Por lo general, esta falta de lenguaje se interpreta como vergüenza, como que las experiencias son demasiado dolorosas e incómodas para ser compartidas fuera de espacios protegidos. (Más sobre la vergüenza en el capítulo: «Honra III: Vergüenza».) ¿Cómo guarda esto relación con los completos desconocidos —hombres y mujeres— que se me acercan después de cada conferencia y me explican lo que yo no soy capaz de hablar con mis amigos? (Más sobre los hombres en los capítulos «El segundo sexismo».)

Si te interesa la esquizofrenia, estás de suerte.

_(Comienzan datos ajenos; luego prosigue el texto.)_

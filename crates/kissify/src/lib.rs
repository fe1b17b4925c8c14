//! Rewrites CommonJS-lowered JavaScript modules into `KISSY.add` registrations.
//!
//! The pipeline for one module is linear: build the lexical scope table,
//! collect the top-level `require` declarations, partition them into script
//! and stylesheet dependencies, and synthesize the registration envelope.
//! [`transform::ModuleTransform`] drives it and guards against re-entry.

pub mod ast_builder;
pub mod classifier;
pub mod cli;
pub mod collector;
pub mod config;
pub mod module_name;
pub mod naming;
pub mod partition;
pub mod scope;
pub mod source;
pub mod synthesizer;
pub mod transform;
pub mod types;
pub mod visitors;

pub use config::Config;
pub use module_name::{
    FixedModuleName, ModuleNameResolver, ModuleSource, NoModuleName, RelativePathModuleName,
};
pub use transform::{DependencySummary, ModuleTransform, TransformOutcome};
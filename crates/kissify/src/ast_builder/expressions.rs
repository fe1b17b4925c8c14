//! Expression AST node factory functions
//!
//! Every node is created with a synthetic span and an empty syntax context.

use swc_core::ecma::ast::{
    ArrayLit, BlockStmt, CallExpr, Callee, Expr, ExprOrSpread, FnExpr, Function, Ident,
    IdentName, KeyValueProp, Lit, MemberExpr, MemberProp, ObjectLit, Param, Pat, Prop, PropName,
    PropOrSpread, Stmt, Str,
};

use super::{ident, synthetic_span};

/// Creates an identifier reference: `name`
pub fn ident_expr(name: &str) -> Expr {
    Expr::Ident(ident(name))
}

/// Creates a string literal: `"value"`
pub fn string_literal(value: &str) -> Expr {
    Expr::Lit(Lit::Str(Str {
        span: synthetic_span(),
        value: value.into(),
        raw: None,
    }))
}

/// Creates an array literal with no holes or spreads
pub fn array(elements: Vec<Expr>) -> Expr {
    Expr::Array(ArrayLit {
        span: synthetic_span(),
        elems: elements
            .into_iter()
            .map(|expr| {
                Some(ExprOrSpread {
                    spread: None,
                    expr: Box::new(expr),
                })
            })
            .collect(),
    })
}

/// Creates an object literal with identifier keys, in the given order
pub fn object(properties: Vec<(&str, Expr)>) -> Expr {
    Expr::Object(ObjectLit {
        span: synthetic_span(),
        props: properties
            .into_iter()
            .map(|(key, value)| {
                PropOrSpread::Prop(Box::new(Prop::KeyValue(KeyValueProp {
                    key: PropName::Ident(IdentName::new(key.into(), synthetic_span())),
                    value: Box::new(value),
                })))
            })
            .collect(),
    })
}

/// Creates a dotted member chain from a path such as `KISSY.add`
///
/// A path without dots yields a plain identifier.
pub fn member_path(path: &str) -> Expr {
    let mut segments = path.split('.');
    let root = ident_expr(segments.next().unwrap_or(path));
    segments.fold(root, |object, segment| {
        Expr::Member(MemberExpr {
            span: synthetic_span(),
            obj: Box::new(object),
            prop: MemberProp::Ident(IdentName::new(segment.into(), synthetic_span())),
        })
    })
}

/// Creates a call expression: `callee(args...)`
pub fn call(callee: Expr, args: Vec<Expr>) -> Expr {
    Expr::Call(CallExpr {
        span: synthetic_span(),
        callee: Callee::Expr(Box::new(callee)),
        args: args
            .into_iter()
            .map(|expr| ExprOrSpread {
                spread: None,
                expr: Box::new(expr),
            })
            .collect(),
        ..Default::default()
    })
}

/// Creates an anonymous function expression: `function (params...) { body }`
pub fn function(params: Vec<Ident>, body: Vec<Stmt>) -> Expr {
    Expr::Fn(FnExpr {
        ident: None,
        function: Box::new(Function {
            params: params
                .into_iter()
                .map(|param| Param {
                    span: synthetic_span(),
                    decorators: Vec::new(),
                    pat: Pat::Ident(param.into()),
                })
                .collect(),
            body: Some(BlockStmt {
                span: synthetic_span(),
                stmts: body,
                ..Default::default()
            }),
            span: synthetic_span(),
            ..Default::default()
        }),
    })
}
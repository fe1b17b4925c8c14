//! AST builder module for creating synthetic AST nodes
//!
//! This module provides factory functions for creating JavaScript AST nodes
//! that don't originate from source files. All synthetic nodes use
//! `DUMMY_SP` and an empty syntax context to clearly indicate they are
//! generated.

use swc_core::{
    common::{DUMMY_SP, Span, SyntaxContext},
    ecma::{ast::Ident, atoms::Atom},
};

pub mod expressions;
pub mod statements;

/// Create a synthetic span for generated nodes
fn synthetic_span() -> Span {
    DUMMY_SP
}

/// Create an identifier with no hygiene information: `name`
pub fn ident(name: impl Into<Atom>) -> Ident {
    Ident::new(name.into(), synthetic_span(), SyntaxContext::empty())
}

#[cfg(test)]
mod tests {
    use swc_core::ecma::ast::{
        Callee, Decl, Expr, Lit, MemberProp, Pat, Prop, PropName, PropOrSpread, Stmt,
    };

    use super::*;

    #[test]
    fn test_member_path() {
        let expr = expressions::member_path("KISSY.add");
        match expr {
            Expr::Member(member) => {
                match &*member.obj {
                    Expr::Ident(obj) => assert_eq!(&*obj.sym, "KISSY"),
                    other => panic!("Expected Ident object, got {other:?}"),
                }
                match &member.prop {
                    MemberProp::Ident(prop) => assert_eq!(&*prop.sym, "add"),
                    other => panic!("Expected Ident property, got {other:?}"),
                }
            }
            other => panic!("Expected Member expression, got {other:?}"),
        }
    }

    #[test]
    fn test_member_path_single_segment() {
        match expressions::member_path("define") {
            Expr::Ident(ident) => assert_eq!(&*ident.sym, "define"),
            other => panic!("Expected Ident, got {other:?}"),
        }
    }

    #[test]
    fn test_call() {
        let expr = expressions::call(
            expressions::ident_expr("register"),
            vec![expressions::string_literal("name")],
        );
        match expr {
            Expr::Call(call) => {
                assert!(matches!(call.callee, Callee::Expr(_)));
                assert_eq!(call.args.len(), 1);
                match &*call.args[0].expr {
                    Expr::Lit(Lit::Str(s)) => assert_eq!(&*s.value, "name"),
                    other => panic!("Expected string literal, got {other:?}"),
                }
            }
            other => panic!("Expected Call expression, got {other:?}"),
        }
    }

    #[test]
    fn test_object_keeps_key_order() {
        let expr = expressions::object(vec![
            ("requires", expressions::array(vec![])),
            ("cssRequires", expressions::array(vec![])),
        ]);
        let Expr::Object(object) = expr else {
            panic!("Expected object literal");
        };
        let keys: Vec<_> = object
            .props
            .iter()
            .map(|prop| match prop {
                PropOrSpread::Prop(prop) => match &**prop {
                    Prop::KeyValue(kv) => match &kv.key {
                        PropName::Ident(key) => Some(key.sym.to_string()),
                        _ => None,
                    },
                    _ => None,
                },
                PropOrSpread::Spread(_) => None,
            })
            .collect();
        assert_eq!(
            keys,
            vec![Some("requires".to_owned()), Some("cssRequires".to_owned())]
        );
    }

    #[test]
    fn test_var_decl() {
        match statements::var_decl("exports", expressions::object(vec![])) {
            Stmt::Decl(Decl::Var(var)) => {
                assert_eq!(var.decls.len(), 1);
                match &var.decls[0].name {
                    Pat::Ident(binding) => assert_eq!(&*binding.id.sym, "exports"),
                    other => panic!("Expected identifier pattern, got {other:?}"),
                }
                assert!(var.decls[0].init.is_some());
            }
            other => panic!("Expected var declaration, got {other:?}"),
        }
    }

    #[test]
    fn test_function_expression_params() {
        let expr = expressions::function(
            vec![ident("S"), ident("A"), ident("_c")],
            vec![statements::return_stmt(None)],
        );
        let Expr::Fn(function) = expr else {
            panic!("Expected function expression");
        };
        assert!(function.ident.is_none());
        let params: Vec<_> = function
            .function
            .params
            .iter()
            .map(|param| match &param.pat {
                Pat::Ident(binding) => binding.id.sym.to_string(),
                other => panic!("Expected identifier parameter, got {other:?}"),
            })
            .collect();
        assert_eq!(params, vec!["S", "A", "_c"]);
        assert_eq!(
            function.function.body.as_ref().map(|body| body.stmts.len()),
            Some(1)
        );
    }
}
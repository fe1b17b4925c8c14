use std::{fs, path::Path, process::Command};

use tempfile::TempDir;

fn kissify(dir: &Path) -> Command {
    let mut cmd = Command::new(env!("CARGO_BIN_EXE_kissify"));
    cmd.current_dir(dir).env_remove("RUST_LOG");
    cmd
}

fn write(dir: &Path, relative: &str, contents: &str) {
    let path = dir.join(relative);
    if let Some(parent) = path.parent() {
        fs::create_dir_all(parent).expect("Failed to create parent directory");
    }
    fs::write(path, contents).expect("Failed to write file");
}

#[test]
fn test_prints_to_stdout() {
    let temp_dir = TempDir::new().expect("Failed to create temp dir");
    write(temp_dir.path(), "menu.js", "var A = require(\"./a\");\nA();\n");

    let output = kissify(temp_dir.path())
        .args(["--module-name", "widgets/menu", "menu.js"])
        .output()
        .expect("Failed to run kissify");

    assert!(
        output.status.success(),
        "stderr: {}",
        String::from_utf8_lossy(&output.stderr)
    );
    let stdout = String::from_utf8_lossy(&output.stdout);
    assert!(stdout.starts_with("KISSY.add(\"widgets/menu\""), "{stdout}");
    assert!(stdout.contains("requires:"), "{stdout}");
    assert!(stdout.contains("\"./a\""), "{stdout}");
    assert!(!stdout.contains("require(\"./a\")"), "{stdout}");
}

#[test]
fn test_output_directory_and_module_ids() {
    let temp_dir = TempDir::new().expect("Failed to create temp dir");
    write(temp_dir.path(), "src/widgets/menu.js", "require(\"css!./menu.css\");\n");
    write(temp_dir.path(), "src/app.js", "var menu = require(\"./widgets/menu\");\n");
    write(
        temp_dir.path(),
        "kissify.toml",
        "[module-ids]\nenabled = true\nsource-root = \"src\"\nmodule-root = \"shop\"\n",
    );

    let status = kissify(temp_dir.path())
        .args(["-o", "out", "src/widgets/menu.js", "src/app.js"])
        .status()
        .expect("Failed to run kissify");
    assert!(status.success());

    let menu = fs::read_to_string(temp_dir.path().join("out/menu.js")).expect("menu output");
    assert!(menu.starts_with("KISSY.add(\"shop/widgets/menu\""), "{menu}");
    assert!(menu.contains("\"./menu.css\""), "{menu}");

    let app = fs::read_to_string(temp_dir.path().join("out/app.js")).expect("app output");
    assert!(app.starts_with("KISSY.add(\"shop/app\""), "{app}");
    assert!(app.contains("menu"), "{app}");
}

#[test]
fn test_failing_input_does_not_block_others() {
    let temp_dir = TempDir::new().expect("Failed to create temp dir");
    write(temp_dir.path(), "esm.js", "import a from \"./a\";\n");
    write(temp_dir.path(), "cjs.js", "require(\"./a\");\n");

    let output = kissify(temp_dir.path())
        .args(["-o", "out", "esm.js", "cjs.js"])
        .output()
        .expect("Failed to run kissify");

    assert!(!output.status.success());
    let stderr = String::from_utf8_lossy(&output.stderr);
    assert!(stderr.contains("esm.js"), "{stderr}");
    assert!(stderr.contains("1 of 2 modules failed"), "{stderr}");
    assert!(temp_dir.path().join("out/cjs.js").exists());
    assert!(!temp_dir.path().join("out/esm.js").exists());
}

#[test]
fn test_invalid_config_is_reported() {
    let temp_dir = TempDir::new().expect("Failed to create temp dir");
    write(temp_dir.path(), "a.js", "require(\"./b\");\n");
    write(temp_dir.path(), "kissify.toml", "[names]\nnamespace = \"not valid\"\n");

    let output = kissify(temp_dir.path())
        .arg("a.js")
        .output()
        .expect("Failed to run kissify");

    assert!(!output.status.success());
    let stderr = String::from_utf8_lossy(&output.stderr);
    assert!(stderr.contains("names.namespace"), "{stderr}");
}

#[test]
fn test_inputs_sharing_a_stem_are_rejected() {
    let temp_dir = TempDir::new().expect("Failed to create temp dir");
    write(temp_dir.path(), "src/a/index.js", "require(\"./x\");\n");
    write(temp_dir.path(), "src/b/index.js", "require(\"./y\");\n");

    let output = kissify(temp_dir.path())
        .args(["-o", "out", "src/a/index.js", "src/b/index.js"])
        .output()
        .expect("Failed to run kissify");

    assert!(!output.status.success());
    let stderr = String::from_utf8_lossy(&output.stderr);
    assert!(stderr.contains("src/a/index.js"), "{stderr}");
    assert!(stderr.contains("src/b/index.js"), "{stderr}");
    assert!(!temp_dir.path().join("out/index.js").exists());
}

#[test]
fn test_module_ids_resolve_parent_components() {
    let temp_dir = TempDir::new().expect("Failed to create temp dir");
    write(temp_dir.path(), "src/widgets/menu.js", "require(\"./a\");\n");
    write(temp_dir.path(), "lib/util.js", "require(\"./b\");\n");
    write(
        temp_dir.path(),
        "kissify.toml",
        "[module-ids]\nenabled = true\nsource-root = \"src\"\n",
    );

    let output = kissify(temp_dir.path())
        .args(["lib/../src/widgets/menu.js"])
        .output()
        .expect("Failed to run kissify");
    assert!(
        output.status.success(),
        "stderr: {}",
        String::from_utf8_lossy(&output.stderr)
    );
    let stdout = String::from_utf8_lossy(&output.stdout);
    assert!(stdout.starts_with("KISSY.add(\"widgets/menu\""), "{stdout}");

    let output = kissify(temp_dir.path())
        .args(["src/../lib/util.js"])
        .output()
        .expect("Failed to run kissify");
    assert!(output.status.success());
    let stdout = String::from_utf8_lossy(&output.stdout);
    assert!(stdout.starts_with("KISSY.add(function"), "{stdout}");
}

Prácticamente ningún tema está tan repleto de contradicciones como la violación. ¿Dónde más tienes el gusto de sentir miedo de algo que acecha en cada esquina, al tiempo que se supone que es tan raro que ocurra como que te caiga un rayo? ¿Dónde puedes encontrar tantos conceptos crudos y anacrónicos acerca de seres humanos que no se parecen en nada a los seres humanos que tú conoces? Los espacios íntimos colisionan con constructos políticos y la incertidumbre generalizada resulta demasiado tangible. Lo que no es sorprendente en vista de todos los dilemas y callejones sin salida que enredan el tema como si fuera un castillo con una perfecta virgen durmiente tras los espinos. Mi primer libro, sobre la historia cultural de la vulva,[7] fue una reapropiación de lo que por derecho era nuestro. Un libro para sentirse bien y al mismo tiempo político. ¿Qué más se puede pedir? Un libro sobre la violación es por fuerza menos alegre; esa es la naturaleza de la bestia. Pero ¿debe ser realmente así?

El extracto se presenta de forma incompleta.